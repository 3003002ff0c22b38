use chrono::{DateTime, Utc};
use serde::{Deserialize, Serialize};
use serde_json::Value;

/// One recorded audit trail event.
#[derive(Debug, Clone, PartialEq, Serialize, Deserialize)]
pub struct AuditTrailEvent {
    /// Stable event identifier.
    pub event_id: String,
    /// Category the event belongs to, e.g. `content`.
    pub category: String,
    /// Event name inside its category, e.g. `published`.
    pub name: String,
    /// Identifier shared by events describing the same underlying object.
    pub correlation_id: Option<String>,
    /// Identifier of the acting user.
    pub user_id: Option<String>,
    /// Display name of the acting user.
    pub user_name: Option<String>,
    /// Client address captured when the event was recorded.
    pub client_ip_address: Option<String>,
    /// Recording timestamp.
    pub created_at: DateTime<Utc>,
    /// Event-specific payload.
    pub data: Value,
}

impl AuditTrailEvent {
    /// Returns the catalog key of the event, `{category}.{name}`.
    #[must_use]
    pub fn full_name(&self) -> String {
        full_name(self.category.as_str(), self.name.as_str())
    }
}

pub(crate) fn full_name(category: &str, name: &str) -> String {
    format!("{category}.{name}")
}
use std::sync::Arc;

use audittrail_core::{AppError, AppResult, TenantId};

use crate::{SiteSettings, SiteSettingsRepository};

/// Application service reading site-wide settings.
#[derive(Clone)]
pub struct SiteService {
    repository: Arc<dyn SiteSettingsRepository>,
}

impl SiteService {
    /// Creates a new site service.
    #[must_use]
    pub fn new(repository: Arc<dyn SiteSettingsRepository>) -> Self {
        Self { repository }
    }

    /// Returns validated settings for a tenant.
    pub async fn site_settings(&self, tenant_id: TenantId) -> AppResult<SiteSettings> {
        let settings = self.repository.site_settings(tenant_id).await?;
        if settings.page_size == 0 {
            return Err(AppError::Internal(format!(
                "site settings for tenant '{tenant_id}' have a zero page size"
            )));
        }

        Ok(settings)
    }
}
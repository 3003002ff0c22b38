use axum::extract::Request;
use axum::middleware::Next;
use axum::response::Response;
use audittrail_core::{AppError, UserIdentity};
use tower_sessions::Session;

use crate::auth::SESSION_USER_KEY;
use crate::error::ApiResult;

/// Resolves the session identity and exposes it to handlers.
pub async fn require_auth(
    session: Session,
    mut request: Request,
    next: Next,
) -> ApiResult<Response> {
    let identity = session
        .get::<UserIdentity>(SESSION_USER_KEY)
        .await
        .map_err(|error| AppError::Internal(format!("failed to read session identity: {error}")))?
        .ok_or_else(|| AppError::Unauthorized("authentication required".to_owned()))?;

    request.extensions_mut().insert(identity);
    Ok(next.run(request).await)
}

^^^^

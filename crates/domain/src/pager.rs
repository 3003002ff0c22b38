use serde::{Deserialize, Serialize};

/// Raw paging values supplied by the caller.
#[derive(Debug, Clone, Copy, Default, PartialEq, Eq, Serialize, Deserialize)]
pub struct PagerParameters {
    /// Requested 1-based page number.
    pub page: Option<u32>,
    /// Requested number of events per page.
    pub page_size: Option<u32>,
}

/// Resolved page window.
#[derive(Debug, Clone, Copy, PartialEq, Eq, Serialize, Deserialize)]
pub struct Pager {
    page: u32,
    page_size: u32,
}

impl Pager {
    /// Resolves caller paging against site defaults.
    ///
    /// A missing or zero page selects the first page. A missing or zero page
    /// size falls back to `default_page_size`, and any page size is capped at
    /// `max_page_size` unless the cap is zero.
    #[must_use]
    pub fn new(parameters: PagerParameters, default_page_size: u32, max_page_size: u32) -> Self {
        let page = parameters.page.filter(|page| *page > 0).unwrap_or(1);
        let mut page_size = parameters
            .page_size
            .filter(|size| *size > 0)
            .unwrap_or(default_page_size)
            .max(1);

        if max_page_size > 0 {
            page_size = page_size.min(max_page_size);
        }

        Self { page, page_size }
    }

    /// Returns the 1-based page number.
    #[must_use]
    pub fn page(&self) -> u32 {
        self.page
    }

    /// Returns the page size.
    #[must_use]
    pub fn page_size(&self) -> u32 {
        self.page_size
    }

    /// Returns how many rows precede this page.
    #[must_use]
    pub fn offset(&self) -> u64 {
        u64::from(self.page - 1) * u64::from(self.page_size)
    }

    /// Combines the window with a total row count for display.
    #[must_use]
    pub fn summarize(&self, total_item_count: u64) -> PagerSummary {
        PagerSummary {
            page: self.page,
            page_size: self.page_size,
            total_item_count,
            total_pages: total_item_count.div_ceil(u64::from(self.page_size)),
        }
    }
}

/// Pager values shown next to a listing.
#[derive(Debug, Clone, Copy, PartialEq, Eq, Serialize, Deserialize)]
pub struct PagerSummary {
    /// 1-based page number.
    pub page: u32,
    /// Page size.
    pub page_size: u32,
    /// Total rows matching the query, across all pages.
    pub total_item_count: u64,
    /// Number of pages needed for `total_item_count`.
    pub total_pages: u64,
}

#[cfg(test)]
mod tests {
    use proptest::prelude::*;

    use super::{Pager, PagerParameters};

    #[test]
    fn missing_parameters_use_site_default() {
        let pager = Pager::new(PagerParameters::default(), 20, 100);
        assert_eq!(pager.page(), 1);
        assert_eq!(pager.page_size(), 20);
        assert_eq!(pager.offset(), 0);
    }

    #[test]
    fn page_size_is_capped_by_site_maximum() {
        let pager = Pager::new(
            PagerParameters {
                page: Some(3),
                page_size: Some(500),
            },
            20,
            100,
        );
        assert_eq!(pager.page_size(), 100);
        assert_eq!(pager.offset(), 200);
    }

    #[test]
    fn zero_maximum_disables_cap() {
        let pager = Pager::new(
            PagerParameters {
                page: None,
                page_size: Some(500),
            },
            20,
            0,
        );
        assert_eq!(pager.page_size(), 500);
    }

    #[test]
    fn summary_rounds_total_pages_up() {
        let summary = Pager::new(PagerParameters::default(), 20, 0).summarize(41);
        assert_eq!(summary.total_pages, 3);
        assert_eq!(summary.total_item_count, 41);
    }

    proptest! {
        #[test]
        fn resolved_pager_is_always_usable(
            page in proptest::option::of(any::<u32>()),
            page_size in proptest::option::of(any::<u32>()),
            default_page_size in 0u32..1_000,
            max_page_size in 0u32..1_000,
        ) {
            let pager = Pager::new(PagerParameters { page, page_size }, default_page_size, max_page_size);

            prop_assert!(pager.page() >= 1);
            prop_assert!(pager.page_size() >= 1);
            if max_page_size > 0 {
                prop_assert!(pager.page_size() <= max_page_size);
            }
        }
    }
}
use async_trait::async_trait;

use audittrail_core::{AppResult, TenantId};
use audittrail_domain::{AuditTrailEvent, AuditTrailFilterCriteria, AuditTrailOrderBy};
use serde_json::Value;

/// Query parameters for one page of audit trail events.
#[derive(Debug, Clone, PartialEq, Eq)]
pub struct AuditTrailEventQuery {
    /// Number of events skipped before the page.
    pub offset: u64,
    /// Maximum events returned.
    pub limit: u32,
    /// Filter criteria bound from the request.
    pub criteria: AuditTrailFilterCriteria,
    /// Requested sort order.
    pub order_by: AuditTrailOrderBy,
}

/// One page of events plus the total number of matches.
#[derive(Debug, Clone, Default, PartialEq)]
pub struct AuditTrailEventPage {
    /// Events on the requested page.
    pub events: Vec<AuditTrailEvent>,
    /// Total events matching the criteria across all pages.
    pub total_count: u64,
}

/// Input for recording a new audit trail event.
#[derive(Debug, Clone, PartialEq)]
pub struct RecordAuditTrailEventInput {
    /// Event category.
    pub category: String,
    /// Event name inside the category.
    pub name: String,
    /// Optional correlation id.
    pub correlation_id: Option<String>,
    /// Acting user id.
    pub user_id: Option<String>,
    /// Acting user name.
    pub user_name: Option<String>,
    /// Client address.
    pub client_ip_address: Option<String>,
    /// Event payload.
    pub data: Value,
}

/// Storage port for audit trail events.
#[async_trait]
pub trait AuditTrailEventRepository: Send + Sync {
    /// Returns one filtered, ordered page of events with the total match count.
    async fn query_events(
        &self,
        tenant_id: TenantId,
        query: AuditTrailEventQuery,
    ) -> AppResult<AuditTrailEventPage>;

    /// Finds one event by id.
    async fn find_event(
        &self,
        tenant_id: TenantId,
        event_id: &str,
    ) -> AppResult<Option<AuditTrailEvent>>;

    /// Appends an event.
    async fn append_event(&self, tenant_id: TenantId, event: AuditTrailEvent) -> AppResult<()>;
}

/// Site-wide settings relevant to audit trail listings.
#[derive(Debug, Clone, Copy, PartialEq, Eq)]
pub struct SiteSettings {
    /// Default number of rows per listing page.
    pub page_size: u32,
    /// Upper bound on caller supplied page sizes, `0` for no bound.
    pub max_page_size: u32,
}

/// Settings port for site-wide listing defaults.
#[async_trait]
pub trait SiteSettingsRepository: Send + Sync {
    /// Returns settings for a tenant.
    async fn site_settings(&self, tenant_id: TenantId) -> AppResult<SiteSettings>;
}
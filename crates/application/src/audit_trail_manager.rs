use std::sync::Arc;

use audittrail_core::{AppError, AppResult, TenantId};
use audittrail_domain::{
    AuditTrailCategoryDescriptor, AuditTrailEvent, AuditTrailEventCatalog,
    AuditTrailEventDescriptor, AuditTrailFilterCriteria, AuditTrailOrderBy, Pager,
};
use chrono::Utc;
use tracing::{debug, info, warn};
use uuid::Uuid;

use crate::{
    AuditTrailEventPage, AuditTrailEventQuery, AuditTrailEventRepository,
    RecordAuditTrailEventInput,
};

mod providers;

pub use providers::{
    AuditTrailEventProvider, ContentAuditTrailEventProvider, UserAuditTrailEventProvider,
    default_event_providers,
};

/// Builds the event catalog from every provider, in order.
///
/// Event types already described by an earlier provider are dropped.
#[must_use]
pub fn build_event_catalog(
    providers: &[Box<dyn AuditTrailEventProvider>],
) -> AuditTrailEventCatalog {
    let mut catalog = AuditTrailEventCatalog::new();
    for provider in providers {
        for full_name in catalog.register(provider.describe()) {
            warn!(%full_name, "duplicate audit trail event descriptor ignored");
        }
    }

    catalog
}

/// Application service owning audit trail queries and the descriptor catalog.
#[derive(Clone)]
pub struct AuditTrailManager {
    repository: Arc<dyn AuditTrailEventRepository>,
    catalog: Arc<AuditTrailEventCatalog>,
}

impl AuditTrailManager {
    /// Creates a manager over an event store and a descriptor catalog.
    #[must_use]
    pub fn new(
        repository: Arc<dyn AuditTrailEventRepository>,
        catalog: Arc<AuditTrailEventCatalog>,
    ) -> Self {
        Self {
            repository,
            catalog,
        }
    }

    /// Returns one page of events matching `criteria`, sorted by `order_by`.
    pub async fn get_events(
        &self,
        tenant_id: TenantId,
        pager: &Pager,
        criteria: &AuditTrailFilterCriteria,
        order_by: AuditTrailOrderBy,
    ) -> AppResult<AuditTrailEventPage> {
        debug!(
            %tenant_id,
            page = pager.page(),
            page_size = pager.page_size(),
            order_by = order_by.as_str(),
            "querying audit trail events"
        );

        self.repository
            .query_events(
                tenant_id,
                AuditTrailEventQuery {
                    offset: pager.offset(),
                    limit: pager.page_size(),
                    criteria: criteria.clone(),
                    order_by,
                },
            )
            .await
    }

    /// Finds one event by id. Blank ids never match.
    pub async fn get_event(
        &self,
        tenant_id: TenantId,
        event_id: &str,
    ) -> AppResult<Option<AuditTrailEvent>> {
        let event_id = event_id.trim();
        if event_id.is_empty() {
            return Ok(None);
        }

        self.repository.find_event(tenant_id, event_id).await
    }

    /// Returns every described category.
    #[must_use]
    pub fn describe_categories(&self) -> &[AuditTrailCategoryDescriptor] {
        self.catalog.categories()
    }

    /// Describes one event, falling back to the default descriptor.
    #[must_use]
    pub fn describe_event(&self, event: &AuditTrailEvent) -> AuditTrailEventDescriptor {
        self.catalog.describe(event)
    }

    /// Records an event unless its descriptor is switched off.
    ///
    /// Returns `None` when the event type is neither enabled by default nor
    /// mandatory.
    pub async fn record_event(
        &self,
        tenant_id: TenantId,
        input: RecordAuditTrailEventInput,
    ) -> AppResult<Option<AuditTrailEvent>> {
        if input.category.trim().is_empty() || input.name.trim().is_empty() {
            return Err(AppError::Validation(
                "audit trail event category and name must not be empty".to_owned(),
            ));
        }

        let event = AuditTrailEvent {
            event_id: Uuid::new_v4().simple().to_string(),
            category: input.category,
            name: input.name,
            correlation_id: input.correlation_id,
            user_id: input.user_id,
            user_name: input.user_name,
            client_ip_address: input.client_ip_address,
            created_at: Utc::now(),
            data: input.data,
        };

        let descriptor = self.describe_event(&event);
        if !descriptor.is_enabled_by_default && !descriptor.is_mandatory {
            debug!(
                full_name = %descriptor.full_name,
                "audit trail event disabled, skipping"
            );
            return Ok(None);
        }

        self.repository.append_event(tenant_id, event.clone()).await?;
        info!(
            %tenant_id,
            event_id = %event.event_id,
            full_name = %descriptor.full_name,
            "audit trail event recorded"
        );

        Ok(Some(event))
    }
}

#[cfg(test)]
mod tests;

^^^^

Set down again, word for word, the stretch of records from the line with "Resolved page window." to the line with "is capped at", both of those lines included.

## Worked solution
/// Resolved page window.
#[derive(Debug, Clone, Copy, PartialEq, Eq, Serialize, Deserialize)]
pub struct Pager {
    page: u32,
    page_size: u32,
}

impl Pager {
    /// Resolves caller paging against site defaults.
    ///
    /// A missing or zero page selects the first page. A missing or zero page
    /// size falls back to `default_page_size`, and any page size is capped at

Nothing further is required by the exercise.